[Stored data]
────────────────────────────────────────

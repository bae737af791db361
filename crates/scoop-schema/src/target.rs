//! Release target naming.
//! Release archives follow the Go toolchain convention: `<name>_<version>_<os>_<arch>.<ext>`.

/// Operating system component of a release archive name.
#[derive(Debug, Clone, Copy, PartialEq, Eq)]
pub enum OsVariant {
    /// Microsoft Windows.
    Windows,
    /// Linux-based operating systems.
    Linux,
    /// macOS, under its kernel name.
    Darwin,
}

/// CPU architecture component of a release archive name.
#[derive(Debug, Clone, Copy, PartialEq, Eq)]
pub enum ArchVariant {
    /// Intel/AMD 64-bit, the Go naming convention.
    Amd64,
    /// ARM 64-bit.
    Arm64,
}

/// An (os, arch) pair identifying one release archive.
#[derive(Debug, Clone, Copy, PartialEq, Eq)]
pub struct Target {
    /// Operating system.
    pub os: OsVariant,
    /// CPU architecture.
    pub arch: ArchVariant,
}

impl Target {
    /// The only target Scoop installs from: 64-bit Windows.
    pub const WINDOWS_AMD64: Self = Self {
        os: OsVariant::Windows,
        arch: ArchVariant::Amd64,
    };

    /// Substring identifying this target in archive and checksum filenames
    /// (e.g. `windows_amd64`).
    pub fn marker(&self) -> String {
        format!("{}_{}", self.os.as_str(), self.arch.as_str())
    }

    /// Archive extension used for this target's release asset.
    pub fn archive_ext(&self) -> &'static str {
        match self.os {
            OsVariant::Windows => "zip",
            OsVariant::Linux | OsVariant::Darwin => "tar.gz",
        }
    }

    /// Full archive filename for `name` at `version`.
    ///
    /// `version` is inserted verbatim, so Scoop's `$version` placeholder can
    /// be passed to build an autoupdate template.
    pub fn archive_name(&self, name: &str, version: &str) -> String {
        format!("{name}_{version}_{}.{}", self.marker(), self.archive_ext())
    }
}

impl OsVariant {
    /// Lowercase name as used in archive filenames.
    pub fn as_str(&self) -> &'static str {
        match self {
            Self::Windows => "windows",
            Self::Linux => "linux",
            Self::Darwin => "darwin",
        }
    }
}

impl ArchVariant {
    /// Lowercase name as used in archive filenames.
    pub fn as_str(&self) -> &'static str {
        match self {
            Self::Amd64 => "amd64",
            Self::Arm64 => "arm64",
        }
    }
}

impl std::fmt::Display for Target {
    fn fmt(&self, f: &mut std::fmt::Formatter<'_>) -> std::fmt::Result {
        write!(f, "{}", self.marker())
    }
}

────────────────────────────────────────

_TASK DETAILS:_
Write only the number of lines above that contain "OsVariant".

_SOLVED PROBLEM:_
6